**ABOUT THIS TASK**
Wherever "posts" turns up in the entries, copy out the line that holds it.
━━ DATASET ━━
use crate::metrics::{ApiMetrics, MetricsCollector, RequestMetrics};
use chanwatch_core::{ChanApiError, ClientSettings, ConfigError, CoreError, RawPost};
use reqwest::{Client, Response, StatusCode};
use serde::de::DeserializeOwned;
use serde::{Deserialize, Serialize};
use std::sync::Arc;
use std::time::{Duration, Instant};
use tracing::{debug, error, info};
use url::Url;

#[derive(Debug, Clone, Serialize, Deserialize)]
pub struct CatalogPage {
    pub page: u32,
    #[serde(default)]
    pub threads: Vec<CatalogThread>,
}

/// Thread stub as listed in the catalog. `time` is the OP's timestamp.
#[derive(Debug, Clone, Serialize, Deserialize)]
pub struct CatalogThread {
    pub no: i64,
    #[serde(default)]
    pub time: i64,
    #[serde(default)]
    pub sub: Option<String>,
    #[serde(default)]
    pub replies: u32,
    #[serde(default)]
    pub images: u32,
}

#[derive(Debug, Clone, Serialize, Deserialize)]
pub struct ThreadResponse {
    #[serde(default)]
    pub posts: Vec<RawPost>,
}

#[derive(Debug, Clone, Copy, PartialEq, Eq)]
enum Endpoint {
    Catalog,
    Thread,
    Archive,
}

impl Endpoint {
    fn label(self) -> &'static str {
        match self {
            Endpoint::Catalog => "catalog",
            Endpoint::Thread => "thread",
            Endpoint::Archive => "archive",
        }
    }
}

#[derive(Debug)]
pub struct ChanApiClient {
    http_client: Client,
    metrics: Arc<MetricsCollector>,
    api_base: Url,
    user_agent: String,
}

impl ChanApiClient {
    pub fn new(settings: &ClientSettings) -> Result<Self, CoreError> {
        let api_base = Url::parse(&settings.api_base).map_err(|e| ConfigError::InvalidValue {
            field: "client.api_base".to_string(),
            value: format!("{} ({})", settings.api_base, e),
        })?;

        let http_client = Client::builder()
            .user_agent(&settings.user_agent)
            .timeout(Duration::from_secs(settings.timeout_secs))
            .build()?;

        Ok(Self {
            http_client,
            metrics: Arc::new(MetricsCollector::new()),
            api_base,
            user_agent: settings.user_agent.clone(),
        })
    }

    pub fn user_agent(&self) -> &str {
        &self.user_agent
    }

    fn endpoint_url(&self, path: &str) -> String {
        format!("{}{}", self.api_base.as_str().trim_end_matches('/'), path)
    }

    async fn make_request(&self, kind: Endpoint, path: &str) -> Result<Response, CoreError> {
        let url = self.endpoint_url(path);
        let start_time = Instant::now();

        debug!("Requesting {}", url);
        let outcome = match self.http_client.get(&url).send().await {
            Ok(response) => {
                let status = response.status();
                if status.is_success() {
                    Ok(response)
                } else {
                    error!("Request failed with status: {} for {}", status, path);
                    Err(status_error(status, path))
                }
            }
            Err(e) => {
                error!("Network error for {}: {}", path, e);
                if e.is_timeout() {
                    Err(CoreError::ChanApi(ChanApiError::RequestTimeout))
                } else {
                    Err(CoreError::Network(e))
                }
            }
        };

        let request_metrics = RequestMetrics {
            endpoint: kind.label().to_string(),
            status_code: match &outcome {
                Ok(response) => Some(response.status().as_u16()),
                Err(CoreError::ChanApi(ChanApiError::ServerError { status_code }))
                | Err(CoreError::ChanApi(ChanApiError::UnexpectedStatus { status_code, .. })) => {
                    Some(*status_code)
                }
                Err(CoreError::ChanApi(ChanApiError::NotFound { .. })) => Some(404),
                Err(_) => None,
            },
            response_time: start_time.elapsed(),
            success: outcome.is_ok(),
            error_type: outcome.as_ref().err().map(error_type),
        };
        self.metrics.record_request(request_metrics).await;

        outcome
    }

    async fn get_json<T: DeserializeOwned>(
        &self,
        kind: Endpoint,
        path: &str,
    ) -> Result<T, CoreError> {
        let response = self.make_request(kind, path).await?;
        let body = response.text().await?;

        serde_json::from_str(&body).map_err(|e| {
            error!("Failed to parse {} response: {}", kind.label(), e);
            CoreError::ChanApi(ChanApiError::InvalidResponse {
                details: format!("Failed to parse {}: {}", path, e),
            })
        })
    }

    /// Active threads of a board, grouped by catalog page.
    pub async fn get_catalog(&self, board: &str) -> Result<Vec<CatalogPage>, CoreError> {
        let pages: Vec<CatalogPage> = self
            .get_json(Endpoint::Catalog, &format!("/{}/catalog.json", board))
            .await?;

        info!(
            "Retrieved {} catalog pages ({} threads) from /{}/",
            pages.len(),
            pages.iter().map(|p| p.threads.len()).sum::<usize>(),
            board
        );
        Ok(pages)
    }

    pub async fn get_thread(&self, board: &str, thread_no: i64) -> Result<ThreadResponse, CoreError> {
        let thread: ThreadResponse = self
            .get_json(
                Endpoint::Thread,
                &format!("/{}/thread/{}.json", board, thread_no),
            )
            .await?;

        debug!(
            "Retrieved {} posts from /{}/thread/{}",
            thread.posts.len(),
            board,
            thread_no
        );
        Ok(thread)
    }

    /// Numbers of archived threads, oldest first as the board lists them.
    pub async fn get_archive(&self, board: &str) -> Result<Vec<i64>, CoreError> {
        let threads: Vec<i64> = self
            .get_json(Endpoint::Archive, &format!("/{}/archive.json", board))
            .await
            .map_err(|e| match e {
                CoreError::ChanApi(ChanApiError::NotFound { .. }) => {
                    CoreError::ChanApi(ChanApiError::ArchiveUnavailable {
                        board: board.to_string(),
                    })
                }
                other => other,
            })?;

        info!("Retrieved {} archived threads from /{}/", threads.len(), board);
        Ok(threads)
    }

    /// Snapshot of every request made through this client so far.
    pub async fn get_metrics(&self) -> ApiMetrics {
        self.metrics.get_metrics().await
    }
}

fn status_error(status: StatusCode, path: &str) -> CoreError {
    let api_error = if status == StatusCode::NOT_FOUND {
        ChanApiError::NotFound {
            resource: path.to_string(),
        }
    } else if status.is_server_error() {
        ChanApiError::ServerError {
            status_code: status.as_u16(),
        }
    } else {
        ChanApiError::UnexpectedStatus {
            status_code: status.as_u16(),
            endpoint: path.to_string(),
        }
    };
    CoreError::ChanApi(api_error)
}

fn error_type(error: &CoreError) -> String {
    match error {
        CoreError::ChanApi(ChanApiError::NotFound { .. }) => "not_found",
        CoreError::ChanApi(ChanApiError::ServerError { .. }) => "server_error",
        CoreError::ChanApi(ChanApiError::RequestTimeout) => "timeout",
        CoreError::ChanApi(_) => "unexpected_status",
        _ => "network_error",
    }
    .to_string()
}

#[cfg(test)]
mod tests {
    use super::*;

    #[test]
    fn test_api_client_creation() {
        let client = ChanApiClient::new(&ClientSettings::default()).unwrap();
        assert_eq!(client.user_agent(), "chanwatch/0.1");
        assert_eq!(
            client.endpoint_url("/pol/catalog.json"),
            "https://a.4cdn.org/pol/catalog.json"
        );
    }

    #[test]
    fn test_invalid_api_base() {
        let settings = ClientSettings {
            api_base: "not a url".to_string(),
            ..Default::default()
        };
        let err = ChanApiClient::new(&settings).unwrap_err();
        assert!(matches!(err, CoreError::Config(ConfigError::InvalidValue { .. })));
    }

    #[test]
    fn test_status_mapping() {
        assert!(matches!(
            status_error(StatusCode::NOT_FOUND, "/pol/thread/1.json"),
            CoreError::ChanApi(ChanApiError::NotFound { .. })
        ));
        assert!(matches!(
            status_error(StatusCode::BAD_GATEWAY, "/pol/catalog.json"),
            CoreError::ChanApi(ChanApiError::ServerError { status_code: 502 })
        ));
        assert!(matches!(
            status_error(StatusCode::FORBIDDEN, "/pol/catalog.json"),
            CoreError::ChanApi(ChanApiError::UnexpectedStatus { status_code: 403, .. })
        ));
    }

    #[test]
    fn test_catalog_deserialization() {
        let json = r#"[
            {"page": 1, "threads": [
                {"no": 100, "time": 1761000000, "sub": "General", "replies": 5, "images": 1, "com": "ignored"}
            ]},
            {"page": 2}
        ]"#;

        let pages: Vec<CatalogPage> = serde_json::from_str(json).unwrap();
        assert_eq!(pages.len(), 2);
        assert_eq!(pages[0].threads[0].no, 100);
        assert_eq!(pages[0].threads[0].sub.as_deref(), Some("General"));
        assert!(pages[1].threads.is_empty());
    }
}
━━━
**ANSWER BELOW**
    pub posts: Vec<RawPost>,
            "Retrieved {} posts from /{}/thread/{}",
            thread.posts.len(),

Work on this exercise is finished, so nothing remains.